• Work request: Only one stretch of the data below is wanted: the lines starting at the one with "pub mod history;" and ending at the one with "const VERTICAL_MARGIN: u16 = 1;", both included, given again exactly.

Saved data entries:
- - - - - - -

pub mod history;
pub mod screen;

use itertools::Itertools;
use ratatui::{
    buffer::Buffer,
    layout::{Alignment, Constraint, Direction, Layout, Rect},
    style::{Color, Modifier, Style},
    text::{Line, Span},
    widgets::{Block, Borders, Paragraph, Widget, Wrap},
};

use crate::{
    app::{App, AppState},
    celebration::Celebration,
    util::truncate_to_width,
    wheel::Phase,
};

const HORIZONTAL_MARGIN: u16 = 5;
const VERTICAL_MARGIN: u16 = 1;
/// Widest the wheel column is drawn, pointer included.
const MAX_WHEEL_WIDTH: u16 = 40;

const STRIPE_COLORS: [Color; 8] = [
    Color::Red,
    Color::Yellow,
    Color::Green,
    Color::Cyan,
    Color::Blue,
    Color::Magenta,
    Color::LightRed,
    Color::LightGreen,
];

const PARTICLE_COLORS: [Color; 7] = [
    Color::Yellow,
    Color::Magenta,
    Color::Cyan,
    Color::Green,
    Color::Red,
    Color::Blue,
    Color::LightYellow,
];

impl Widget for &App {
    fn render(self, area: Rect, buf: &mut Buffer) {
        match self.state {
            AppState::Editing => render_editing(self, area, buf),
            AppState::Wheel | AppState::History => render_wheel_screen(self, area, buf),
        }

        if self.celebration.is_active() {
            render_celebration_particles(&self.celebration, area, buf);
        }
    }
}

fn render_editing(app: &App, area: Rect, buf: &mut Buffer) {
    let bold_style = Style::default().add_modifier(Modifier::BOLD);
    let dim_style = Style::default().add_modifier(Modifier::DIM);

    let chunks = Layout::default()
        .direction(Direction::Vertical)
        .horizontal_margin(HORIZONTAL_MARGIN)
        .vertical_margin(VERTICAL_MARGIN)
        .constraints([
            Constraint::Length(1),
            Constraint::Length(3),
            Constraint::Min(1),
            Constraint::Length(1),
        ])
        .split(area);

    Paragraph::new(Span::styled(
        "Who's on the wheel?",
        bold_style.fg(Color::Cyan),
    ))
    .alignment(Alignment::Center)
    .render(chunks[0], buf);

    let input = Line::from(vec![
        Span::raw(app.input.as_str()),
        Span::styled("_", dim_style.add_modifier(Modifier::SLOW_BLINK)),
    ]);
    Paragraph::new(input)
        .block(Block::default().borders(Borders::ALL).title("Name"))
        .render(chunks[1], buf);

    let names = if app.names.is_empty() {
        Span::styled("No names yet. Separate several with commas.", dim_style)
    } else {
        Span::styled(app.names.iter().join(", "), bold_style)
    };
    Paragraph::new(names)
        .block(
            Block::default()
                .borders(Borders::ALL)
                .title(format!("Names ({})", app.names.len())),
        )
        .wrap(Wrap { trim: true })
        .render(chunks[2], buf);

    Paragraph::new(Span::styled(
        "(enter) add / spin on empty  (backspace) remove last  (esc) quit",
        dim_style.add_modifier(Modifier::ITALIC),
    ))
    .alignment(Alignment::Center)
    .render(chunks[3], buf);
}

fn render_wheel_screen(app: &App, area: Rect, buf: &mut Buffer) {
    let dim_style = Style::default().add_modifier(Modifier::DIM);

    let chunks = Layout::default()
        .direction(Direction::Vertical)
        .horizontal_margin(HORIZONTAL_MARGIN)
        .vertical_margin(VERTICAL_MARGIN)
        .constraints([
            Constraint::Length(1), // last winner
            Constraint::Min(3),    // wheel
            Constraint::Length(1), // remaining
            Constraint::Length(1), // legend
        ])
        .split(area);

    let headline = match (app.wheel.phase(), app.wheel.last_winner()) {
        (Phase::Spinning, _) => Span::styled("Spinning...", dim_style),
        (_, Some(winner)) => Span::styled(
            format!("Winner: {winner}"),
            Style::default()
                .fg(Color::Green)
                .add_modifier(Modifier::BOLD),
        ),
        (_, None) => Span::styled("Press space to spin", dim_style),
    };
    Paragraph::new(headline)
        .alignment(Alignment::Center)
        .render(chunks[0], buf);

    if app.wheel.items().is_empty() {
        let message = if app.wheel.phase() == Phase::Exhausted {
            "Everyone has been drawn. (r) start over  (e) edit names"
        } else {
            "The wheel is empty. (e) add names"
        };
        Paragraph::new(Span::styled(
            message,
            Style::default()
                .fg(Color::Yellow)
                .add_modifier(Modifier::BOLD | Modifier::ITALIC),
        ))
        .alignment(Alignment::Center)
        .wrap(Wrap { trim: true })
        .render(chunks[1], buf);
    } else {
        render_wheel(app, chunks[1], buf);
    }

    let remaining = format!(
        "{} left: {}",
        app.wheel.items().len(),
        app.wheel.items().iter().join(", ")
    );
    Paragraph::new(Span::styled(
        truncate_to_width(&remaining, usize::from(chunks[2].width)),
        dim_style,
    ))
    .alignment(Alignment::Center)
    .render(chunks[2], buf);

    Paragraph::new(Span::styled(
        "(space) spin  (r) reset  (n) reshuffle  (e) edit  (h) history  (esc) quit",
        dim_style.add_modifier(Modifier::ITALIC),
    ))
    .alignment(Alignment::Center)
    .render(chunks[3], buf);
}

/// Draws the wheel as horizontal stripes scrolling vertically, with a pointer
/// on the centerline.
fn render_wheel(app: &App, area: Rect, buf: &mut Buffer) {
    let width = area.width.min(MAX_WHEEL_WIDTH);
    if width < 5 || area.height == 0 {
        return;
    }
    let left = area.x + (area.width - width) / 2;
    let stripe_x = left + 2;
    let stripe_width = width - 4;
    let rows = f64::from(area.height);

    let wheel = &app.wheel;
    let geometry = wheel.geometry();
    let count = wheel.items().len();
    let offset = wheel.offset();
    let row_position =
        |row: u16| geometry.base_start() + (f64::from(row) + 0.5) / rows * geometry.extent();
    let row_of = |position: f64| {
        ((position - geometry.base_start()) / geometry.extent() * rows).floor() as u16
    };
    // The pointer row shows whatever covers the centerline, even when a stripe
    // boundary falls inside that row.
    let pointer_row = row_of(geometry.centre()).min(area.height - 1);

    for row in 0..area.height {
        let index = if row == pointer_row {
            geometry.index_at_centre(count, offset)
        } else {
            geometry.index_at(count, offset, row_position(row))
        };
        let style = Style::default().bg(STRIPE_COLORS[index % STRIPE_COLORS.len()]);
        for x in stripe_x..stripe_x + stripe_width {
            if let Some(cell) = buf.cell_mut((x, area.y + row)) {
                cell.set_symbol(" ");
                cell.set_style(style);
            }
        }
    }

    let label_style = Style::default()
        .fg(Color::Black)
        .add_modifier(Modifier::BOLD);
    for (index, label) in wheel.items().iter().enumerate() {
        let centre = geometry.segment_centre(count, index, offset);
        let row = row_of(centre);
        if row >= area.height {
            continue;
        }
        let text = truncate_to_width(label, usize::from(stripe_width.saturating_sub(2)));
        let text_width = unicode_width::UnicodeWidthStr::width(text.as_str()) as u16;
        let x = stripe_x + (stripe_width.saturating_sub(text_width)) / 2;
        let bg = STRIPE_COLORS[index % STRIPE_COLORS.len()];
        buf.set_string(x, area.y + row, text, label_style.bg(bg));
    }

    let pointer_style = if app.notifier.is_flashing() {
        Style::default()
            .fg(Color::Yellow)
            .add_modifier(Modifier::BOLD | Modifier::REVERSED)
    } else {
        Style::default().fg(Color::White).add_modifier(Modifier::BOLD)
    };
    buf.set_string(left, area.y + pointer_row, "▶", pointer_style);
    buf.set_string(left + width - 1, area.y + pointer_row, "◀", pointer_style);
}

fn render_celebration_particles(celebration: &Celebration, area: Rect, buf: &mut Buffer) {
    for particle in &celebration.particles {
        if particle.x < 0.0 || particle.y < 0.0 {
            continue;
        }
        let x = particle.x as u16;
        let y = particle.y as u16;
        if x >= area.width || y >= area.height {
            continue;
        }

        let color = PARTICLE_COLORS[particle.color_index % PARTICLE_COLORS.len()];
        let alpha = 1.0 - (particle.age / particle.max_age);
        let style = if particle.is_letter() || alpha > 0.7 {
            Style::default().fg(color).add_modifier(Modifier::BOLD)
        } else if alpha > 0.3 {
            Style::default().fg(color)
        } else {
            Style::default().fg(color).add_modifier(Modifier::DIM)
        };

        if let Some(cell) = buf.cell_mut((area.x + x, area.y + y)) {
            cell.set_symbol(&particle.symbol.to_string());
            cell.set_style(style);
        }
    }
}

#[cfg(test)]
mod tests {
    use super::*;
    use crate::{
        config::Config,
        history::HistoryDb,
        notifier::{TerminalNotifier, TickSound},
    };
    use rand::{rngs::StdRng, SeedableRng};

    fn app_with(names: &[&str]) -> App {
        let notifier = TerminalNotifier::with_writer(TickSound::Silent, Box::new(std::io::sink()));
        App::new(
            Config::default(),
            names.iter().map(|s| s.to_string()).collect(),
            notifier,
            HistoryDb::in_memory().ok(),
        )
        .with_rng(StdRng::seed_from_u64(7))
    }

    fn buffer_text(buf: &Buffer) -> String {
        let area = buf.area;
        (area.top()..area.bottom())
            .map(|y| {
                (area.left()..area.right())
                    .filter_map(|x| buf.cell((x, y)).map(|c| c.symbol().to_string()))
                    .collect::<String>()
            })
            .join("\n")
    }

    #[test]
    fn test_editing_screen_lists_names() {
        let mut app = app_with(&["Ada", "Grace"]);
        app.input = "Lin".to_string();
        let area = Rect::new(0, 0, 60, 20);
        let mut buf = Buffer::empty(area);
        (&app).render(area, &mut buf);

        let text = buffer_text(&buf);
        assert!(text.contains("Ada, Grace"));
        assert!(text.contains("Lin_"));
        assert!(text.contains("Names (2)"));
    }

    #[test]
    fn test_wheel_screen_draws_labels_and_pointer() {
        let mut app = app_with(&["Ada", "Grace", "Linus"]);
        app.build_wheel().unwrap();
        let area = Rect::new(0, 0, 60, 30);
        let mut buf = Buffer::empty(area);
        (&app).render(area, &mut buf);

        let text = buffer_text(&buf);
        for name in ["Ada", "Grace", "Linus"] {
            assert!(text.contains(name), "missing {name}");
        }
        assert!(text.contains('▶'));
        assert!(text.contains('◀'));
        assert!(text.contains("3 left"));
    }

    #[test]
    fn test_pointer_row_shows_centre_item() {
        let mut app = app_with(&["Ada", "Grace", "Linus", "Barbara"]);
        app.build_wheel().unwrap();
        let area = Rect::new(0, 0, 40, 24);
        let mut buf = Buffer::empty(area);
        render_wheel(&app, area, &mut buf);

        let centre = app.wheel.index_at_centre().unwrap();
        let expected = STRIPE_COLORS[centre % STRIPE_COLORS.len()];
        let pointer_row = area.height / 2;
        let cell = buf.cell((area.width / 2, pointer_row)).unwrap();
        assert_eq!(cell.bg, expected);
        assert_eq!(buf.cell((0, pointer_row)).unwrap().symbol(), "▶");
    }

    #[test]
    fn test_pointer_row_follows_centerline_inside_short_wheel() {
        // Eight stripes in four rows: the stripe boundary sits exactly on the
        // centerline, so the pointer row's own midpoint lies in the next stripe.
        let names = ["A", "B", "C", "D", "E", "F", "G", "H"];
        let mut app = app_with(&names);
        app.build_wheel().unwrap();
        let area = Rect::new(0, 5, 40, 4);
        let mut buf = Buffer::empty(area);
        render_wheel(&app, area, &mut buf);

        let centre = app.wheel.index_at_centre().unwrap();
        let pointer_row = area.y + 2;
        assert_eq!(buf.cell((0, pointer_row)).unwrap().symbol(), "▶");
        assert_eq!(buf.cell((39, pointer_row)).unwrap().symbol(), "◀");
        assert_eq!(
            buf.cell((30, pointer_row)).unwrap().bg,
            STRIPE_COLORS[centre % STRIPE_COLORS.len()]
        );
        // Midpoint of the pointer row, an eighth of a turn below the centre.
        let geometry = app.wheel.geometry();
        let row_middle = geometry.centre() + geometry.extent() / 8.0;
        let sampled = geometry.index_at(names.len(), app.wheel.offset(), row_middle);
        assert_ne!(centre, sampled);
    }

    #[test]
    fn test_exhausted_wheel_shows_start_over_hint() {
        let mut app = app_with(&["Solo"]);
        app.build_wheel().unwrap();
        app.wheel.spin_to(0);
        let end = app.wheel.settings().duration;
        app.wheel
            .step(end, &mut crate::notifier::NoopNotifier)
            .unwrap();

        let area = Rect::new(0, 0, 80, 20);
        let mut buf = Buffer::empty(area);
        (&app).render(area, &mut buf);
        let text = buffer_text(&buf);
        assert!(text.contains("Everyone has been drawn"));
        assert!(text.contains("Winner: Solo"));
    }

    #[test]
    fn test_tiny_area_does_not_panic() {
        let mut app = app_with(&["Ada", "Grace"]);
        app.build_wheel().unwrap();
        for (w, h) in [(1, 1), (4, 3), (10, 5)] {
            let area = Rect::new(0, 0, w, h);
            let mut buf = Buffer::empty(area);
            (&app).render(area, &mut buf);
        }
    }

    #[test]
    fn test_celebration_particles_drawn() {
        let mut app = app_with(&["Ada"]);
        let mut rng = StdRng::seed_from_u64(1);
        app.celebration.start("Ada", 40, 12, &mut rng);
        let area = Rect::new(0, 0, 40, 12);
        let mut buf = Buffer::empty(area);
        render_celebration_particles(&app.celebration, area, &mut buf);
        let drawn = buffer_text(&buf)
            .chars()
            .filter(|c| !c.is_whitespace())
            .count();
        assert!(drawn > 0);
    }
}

- - - - - - -

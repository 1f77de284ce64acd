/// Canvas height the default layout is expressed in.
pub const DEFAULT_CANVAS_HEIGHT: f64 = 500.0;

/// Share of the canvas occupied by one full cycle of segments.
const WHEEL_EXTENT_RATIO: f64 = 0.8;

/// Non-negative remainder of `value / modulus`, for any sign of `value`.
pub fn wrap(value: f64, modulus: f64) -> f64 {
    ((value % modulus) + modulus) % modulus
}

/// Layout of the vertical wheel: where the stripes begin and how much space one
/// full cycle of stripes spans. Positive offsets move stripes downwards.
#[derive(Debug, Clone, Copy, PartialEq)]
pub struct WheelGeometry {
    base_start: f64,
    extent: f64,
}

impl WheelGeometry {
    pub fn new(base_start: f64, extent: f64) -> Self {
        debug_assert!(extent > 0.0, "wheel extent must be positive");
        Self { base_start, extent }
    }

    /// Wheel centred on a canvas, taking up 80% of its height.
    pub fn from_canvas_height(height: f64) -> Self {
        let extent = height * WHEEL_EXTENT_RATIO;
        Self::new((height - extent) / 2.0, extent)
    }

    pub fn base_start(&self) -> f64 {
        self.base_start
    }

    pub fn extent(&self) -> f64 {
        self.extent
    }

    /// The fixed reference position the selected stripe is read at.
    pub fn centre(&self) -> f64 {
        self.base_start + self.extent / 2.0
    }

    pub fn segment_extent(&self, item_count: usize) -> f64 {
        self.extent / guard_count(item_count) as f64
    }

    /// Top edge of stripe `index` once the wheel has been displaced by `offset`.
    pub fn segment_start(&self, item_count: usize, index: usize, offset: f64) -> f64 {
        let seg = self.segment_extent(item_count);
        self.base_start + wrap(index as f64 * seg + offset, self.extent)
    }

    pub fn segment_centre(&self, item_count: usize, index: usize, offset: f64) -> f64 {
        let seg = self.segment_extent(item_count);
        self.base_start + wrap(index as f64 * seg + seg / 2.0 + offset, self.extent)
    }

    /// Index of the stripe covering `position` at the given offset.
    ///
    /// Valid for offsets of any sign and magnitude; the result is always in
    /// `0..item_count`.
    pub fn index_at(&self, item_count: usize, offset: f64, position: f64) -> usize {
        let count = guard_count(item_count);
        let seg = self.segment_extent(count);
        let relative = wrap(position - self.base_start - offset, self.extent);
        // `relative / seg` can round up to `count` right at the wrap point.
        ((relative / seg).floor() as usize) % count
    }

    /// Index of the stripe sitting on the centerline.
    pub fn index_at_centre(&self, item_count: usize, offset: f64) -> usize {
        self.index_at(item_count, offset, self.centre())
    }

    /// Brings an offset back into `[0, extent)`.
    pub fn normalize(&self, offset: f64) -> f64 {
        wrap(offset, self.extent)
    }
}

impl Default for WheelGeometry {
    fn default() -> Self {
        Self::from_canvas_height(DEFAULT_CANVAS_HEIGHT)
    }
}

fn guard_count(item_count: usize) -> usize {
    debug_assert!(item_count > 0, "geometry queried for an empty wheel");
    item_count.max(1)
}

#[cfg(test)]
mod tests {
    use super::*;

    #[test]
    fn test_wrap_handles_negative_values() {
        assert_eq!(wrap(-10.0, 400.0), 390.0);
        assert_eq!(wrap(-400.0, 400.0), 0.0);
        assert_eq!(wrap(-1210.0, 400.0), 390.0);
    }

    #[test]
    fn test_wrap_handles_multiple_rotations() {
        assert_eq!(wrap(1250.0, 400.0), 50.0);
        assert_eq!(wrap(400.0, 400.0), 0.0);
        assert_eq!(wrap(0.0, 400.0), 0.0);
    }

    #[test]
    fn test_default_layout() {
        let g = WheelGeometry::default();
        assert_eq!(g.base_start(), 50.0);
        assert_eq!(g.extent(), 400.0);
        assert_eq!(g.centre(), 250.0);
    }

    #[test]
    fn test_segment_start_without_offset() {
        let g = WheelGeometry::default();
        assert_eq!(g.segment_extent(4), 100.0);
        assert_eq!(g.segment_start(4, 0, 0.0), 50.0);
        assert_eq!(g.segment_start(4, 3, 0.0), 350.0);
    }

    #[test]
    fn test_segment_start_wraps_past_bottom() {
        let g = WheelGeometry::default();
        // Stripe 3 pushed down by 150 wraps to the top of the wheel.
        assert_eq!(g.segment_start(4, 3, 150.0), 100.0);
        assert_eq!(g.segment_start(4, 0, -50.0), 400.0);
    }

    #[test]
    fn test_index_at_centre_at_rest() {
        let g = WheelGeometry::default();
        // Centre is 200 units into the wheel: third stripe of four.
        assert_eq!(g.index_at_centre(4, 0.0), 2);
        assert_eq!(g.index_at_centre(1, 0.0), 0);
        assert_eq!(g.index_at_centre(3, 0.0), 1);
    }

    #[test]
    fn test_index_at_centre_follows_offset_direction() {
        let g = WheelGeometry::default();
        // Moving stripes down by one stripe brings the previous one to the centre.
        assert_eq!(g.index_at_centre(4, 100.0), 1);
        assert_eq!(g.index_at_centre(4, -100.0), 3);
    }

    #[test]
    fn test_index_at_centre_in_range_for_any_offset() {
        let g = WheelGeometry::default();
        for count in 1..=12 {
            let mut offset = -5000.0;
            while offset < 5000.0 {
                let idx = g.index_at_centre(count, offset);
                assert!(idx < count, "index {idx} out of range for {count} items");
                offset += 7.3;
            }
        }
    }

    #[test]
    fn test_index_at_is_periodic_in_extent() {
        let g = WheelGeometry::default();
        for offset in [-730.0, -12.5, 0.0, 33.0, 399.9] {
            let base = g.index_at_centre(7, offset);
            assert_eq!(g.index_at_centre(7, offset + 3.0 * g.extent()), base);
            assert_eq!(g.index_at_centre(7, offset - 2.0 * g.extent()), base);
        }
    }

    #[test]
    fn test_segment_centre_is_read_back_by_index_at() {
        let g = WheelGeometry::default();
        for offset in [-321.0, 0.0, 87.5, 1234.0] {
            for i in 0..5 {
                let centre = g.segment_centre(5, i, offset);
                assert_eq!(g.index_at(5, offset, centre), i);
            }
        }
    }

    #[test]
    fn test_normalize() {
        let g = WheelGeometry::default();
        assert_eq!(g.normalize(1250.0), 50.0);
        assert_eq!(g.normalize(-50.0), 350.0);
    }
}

- - - - - - -

• Response to this exercise:
pub mod history;
pub mod screen;

use itertools::Itertools;
use ratatui::{
    buffer::Buffer,
    layout::{Alignment, Constraint, Direction, Layout, Rect},
    style::{Color, Modifier, Style},
    text::{Line, Span},
    widgets::{Block, Borders, Paragraph, Widget, Wrap},
};

use crate::{
    app::{App, AppState},
    celebration::Celebration,
    util::truncate_to_width,
    wheel::Phase,
};

const HORIZONTAL_MARGIN: u16 = 5;
const VERTICAL_MARGIN: u16 = 1;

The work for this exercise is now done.